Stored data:
----
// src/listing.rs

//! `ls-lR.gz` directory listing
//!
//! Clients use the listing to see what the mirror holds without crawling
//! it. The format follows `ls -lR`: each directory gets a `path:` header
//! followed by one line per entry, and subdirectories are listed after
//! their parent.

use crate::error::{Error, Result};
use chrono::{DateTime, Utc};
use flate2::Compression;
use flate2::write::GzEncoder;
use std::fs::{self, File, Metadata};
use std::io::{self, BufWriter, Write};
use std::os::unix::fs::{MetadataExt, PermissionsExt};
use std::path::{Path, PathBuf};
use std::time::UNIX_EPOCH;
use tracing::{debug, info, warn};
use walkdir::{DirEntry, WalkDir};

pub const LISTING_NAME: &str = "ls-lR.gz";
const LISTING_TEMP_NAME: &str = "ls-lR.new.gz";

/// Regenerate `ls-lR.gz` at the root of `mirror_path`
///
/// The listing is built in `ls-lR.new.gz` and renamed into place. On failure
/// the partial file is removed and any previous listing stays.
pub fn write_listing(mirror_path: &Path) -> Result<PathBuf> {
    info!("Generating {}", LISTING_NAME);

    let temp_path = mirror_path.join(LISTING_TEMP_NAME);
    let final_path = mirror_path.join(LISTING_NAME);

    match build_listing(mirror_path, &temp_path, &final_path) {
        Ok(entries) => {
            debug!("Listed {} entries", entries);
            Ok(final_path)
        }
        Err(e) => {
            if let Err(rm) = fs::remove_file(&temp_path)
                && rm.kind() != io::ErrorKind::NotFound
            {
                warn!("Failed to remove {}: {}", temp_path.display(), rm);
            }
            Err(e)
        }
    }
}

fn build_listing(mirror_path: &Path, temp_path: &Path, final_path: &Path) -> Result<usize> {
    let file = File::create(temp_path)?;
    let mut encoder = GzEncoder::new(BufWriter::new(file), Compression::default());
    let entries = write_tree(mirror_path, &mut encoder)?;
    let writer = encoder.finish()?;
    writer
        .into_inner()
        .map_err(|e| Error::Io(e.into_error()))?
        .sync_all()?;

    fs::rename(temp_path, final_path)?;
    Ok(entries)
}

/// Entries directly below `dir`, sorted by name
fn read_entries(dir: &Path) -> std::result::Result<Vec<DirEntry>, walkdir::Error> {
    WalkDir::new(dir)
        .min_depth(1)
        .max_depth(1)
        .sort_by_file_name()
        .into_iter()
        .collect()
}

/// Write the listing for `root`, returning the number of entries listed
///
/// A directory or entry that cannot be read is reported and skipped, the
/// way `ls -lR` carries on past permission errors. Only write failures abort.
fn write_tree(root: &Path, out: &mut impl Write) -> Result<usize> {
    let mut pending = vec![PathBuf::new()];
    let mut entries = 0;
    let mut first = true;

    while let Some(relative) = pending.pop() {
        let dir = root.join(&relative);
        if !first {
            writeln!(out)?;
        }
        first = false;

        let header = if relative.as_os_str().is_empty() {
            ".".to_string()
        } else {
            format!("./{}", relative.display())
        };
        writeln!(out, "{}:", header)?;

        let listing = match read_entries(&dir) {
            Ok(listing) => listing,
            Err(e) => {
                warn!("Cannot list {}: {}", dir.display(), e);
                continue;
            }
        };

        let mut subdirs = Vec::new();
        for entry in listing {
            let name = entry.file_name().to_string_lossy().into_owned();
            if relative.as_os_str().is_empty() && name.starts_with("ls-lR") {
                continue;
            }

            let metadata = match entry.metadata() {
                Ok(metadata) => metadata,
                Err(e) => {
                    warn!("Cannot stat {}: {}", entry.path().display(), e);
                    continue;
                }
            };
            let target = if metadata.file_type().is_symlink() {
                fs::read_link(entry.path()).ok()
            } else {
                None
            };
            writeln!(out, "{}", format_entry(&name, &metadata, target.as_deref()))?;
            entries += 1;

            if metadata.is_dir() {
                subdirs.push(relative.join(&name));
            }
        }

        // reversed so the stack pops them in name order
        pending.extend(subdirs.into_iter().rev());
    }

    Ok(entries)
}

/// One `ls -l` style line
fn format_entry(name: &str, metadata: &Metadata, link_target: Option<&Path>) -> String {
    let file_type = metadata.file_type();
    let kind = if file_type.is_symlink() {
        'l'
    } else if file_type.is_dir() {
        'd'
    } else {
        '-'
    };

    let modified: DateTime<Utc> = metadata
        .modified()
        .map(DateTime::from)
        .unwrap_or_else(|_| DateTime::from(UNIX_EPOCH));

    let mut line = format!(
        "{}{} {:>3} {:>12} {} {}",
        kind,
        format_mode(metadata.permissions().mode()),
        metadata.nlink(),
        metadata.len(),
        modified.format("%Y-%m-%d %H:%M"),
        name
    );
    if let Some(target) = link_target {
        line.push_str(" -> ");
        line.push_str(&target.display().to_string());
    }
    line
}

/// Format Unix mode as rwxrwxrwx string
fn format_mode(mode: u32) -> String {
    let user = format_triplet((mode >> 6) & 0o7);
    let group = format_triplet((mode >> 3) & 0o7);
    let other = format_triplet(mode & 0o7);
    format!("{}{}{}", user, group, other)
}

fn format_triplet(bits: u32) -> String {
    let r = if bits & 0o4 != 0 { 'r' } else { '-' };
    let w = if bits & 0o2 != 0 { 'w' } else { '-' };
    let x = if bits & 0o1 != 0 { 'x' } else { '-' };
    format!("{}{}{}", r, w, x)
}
----
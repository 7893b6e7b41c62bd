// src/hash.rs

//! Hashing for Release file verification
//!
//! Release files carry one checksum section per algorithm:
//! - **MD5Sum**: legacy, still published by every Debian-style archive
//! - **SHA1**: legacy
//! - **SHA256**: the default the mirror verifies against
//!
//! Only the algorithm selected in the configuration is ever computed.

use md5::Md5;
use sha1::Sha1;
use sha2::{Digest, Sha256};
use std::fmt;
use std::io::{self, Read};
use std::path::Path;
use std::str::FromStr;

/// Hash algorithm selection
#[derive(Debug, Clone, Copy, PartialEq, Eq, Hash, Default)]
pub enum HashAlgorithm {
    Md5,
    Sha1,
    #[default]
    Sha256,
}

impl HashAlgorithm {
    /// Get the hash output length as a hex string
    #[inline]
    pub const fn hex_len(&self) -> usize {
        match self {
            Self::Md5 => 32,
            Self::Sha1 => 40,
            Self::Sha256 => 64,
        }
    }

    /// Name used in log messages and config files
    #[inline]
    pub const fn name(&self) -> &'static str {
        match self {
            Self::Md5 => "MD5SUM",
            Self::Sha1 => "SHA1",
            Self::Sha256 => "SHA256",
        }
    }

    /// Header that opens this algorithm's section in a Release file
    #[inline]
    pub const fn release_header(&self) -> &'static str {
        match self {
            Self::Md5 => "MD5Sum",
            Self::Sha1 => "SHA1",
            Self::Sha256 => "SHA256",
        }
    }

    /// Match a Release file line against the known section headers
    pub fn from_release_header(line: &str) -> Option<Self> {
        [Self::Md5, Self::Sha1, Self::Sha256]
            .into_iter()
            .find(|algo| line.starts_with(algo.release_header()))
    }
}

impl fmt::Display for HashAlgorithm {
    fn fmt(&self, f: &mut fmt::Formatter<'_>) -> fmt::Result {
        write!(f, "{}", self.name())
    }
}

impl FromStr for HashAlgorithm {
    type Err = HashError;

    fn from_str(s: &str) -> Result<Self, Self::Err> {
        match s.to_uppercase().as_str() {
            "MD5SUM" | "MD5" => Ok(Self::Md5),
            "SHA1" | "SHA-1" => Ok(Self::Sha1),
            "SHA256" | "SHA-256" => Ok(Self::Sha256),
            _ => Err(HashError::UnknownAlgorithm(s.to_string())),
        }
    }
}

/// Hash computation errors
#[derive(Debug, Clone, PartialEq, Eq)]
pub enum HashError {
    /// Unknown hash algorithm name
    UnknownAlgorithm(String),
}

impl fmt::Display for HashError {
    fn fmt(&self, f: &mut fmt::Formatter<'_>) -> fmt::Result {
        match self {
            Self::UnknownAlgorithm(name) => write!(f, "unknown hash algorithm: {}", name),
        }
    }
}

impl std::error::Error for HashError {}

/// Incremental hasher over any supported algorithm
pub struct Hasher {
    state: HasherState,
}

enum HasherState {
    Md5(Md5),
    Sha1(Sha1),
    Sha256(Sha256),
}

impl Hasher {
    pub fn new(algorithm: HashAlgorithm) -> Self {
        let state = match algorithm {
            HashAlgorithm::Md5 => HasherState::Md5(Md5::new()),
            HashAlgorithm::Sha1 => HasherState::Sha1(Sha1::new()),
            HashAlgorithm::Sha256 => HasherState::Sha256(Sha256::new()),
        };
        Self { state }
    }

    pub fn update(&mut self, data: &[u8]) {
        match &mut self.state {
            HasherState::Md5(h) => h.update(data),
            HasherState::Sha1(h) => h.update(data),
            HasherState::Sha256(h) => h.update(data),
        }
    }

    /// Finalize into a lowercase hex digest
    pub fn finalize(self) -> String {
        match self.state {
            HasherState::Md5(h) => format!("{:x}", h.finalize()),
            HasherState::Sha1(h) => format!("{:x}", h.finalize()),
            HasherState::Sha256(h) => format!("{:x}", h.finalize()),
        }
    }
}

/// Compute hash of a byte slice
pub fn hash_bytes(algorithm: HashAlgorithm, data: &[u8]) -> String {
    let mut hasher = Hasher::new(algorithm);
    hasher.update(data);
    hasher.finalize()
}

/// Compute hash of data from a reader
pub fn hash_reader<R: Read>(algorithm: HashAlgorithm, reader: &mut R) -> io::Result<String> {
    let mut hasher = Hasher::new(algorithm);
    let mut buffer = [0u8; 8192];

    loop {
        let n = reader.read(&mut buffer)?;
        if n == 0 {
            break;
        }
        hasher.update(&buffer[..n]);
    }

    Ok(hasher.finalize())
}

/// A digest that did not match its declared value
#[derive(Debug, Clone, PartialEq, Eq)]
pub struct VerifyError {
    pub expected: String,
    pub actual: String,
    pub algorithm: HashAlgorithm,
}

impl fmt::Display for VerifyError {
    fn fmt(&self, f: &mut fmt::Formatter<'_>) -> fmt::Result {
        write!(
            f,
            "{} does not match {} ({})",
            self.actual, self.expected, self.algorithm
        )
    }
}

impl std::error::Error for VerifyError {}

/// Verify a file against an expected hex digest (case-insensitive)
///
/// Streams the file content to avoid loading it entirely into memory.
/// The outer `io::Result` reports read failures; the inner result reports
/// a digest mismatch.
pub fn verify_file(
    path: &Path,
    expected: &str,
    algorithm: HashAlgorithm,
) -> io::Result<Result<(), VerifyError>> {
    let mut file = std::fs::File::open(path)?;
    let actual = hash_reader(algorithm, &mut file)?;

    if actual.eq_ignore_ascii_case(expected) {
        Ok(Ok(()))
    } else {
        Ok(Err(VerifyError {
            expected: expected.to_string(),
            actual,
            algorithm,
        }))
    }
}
----
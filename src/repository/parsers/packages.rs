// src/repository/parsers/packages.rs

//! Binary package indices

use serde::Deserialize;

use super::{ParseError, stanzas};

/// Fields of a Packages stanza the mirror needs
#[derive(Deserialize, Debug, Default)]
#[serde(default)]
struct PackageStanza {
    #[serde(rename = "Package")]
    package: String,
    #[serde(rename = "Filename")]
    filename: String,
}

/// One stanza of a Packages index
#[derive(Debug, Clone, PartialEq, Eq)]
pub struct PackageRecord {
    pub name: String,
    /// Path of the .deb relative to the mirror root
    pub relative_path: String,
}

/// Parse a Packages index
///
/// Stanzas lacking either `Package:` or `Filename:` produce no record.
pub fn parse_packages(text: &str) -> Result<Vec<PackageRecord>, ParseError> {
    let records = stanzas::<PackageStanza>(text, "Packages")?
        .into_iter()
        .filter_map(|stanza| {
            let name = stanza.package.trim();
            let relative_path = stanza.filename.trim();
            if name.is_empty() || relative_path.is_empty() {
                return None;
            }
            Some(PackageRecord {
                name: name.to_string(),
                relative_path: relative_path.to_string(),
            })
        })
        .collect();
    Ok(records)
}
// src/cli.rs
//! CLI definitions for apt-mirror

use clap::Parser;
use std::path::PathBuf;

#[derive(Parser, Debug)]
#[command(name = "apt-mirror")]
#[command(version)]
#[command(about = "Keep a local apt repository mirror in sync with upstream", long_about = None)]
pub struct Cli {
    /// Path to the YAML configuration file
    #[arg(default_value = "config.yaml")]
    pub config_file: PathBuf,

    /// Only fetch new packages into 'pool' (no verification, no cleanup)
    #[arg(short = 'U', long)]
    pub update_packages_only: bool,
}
----
**BRIEF**
Once you have counted every line above that contains the string "struct", give that number and nothing more.

**EXERCISE SOLUTION**
5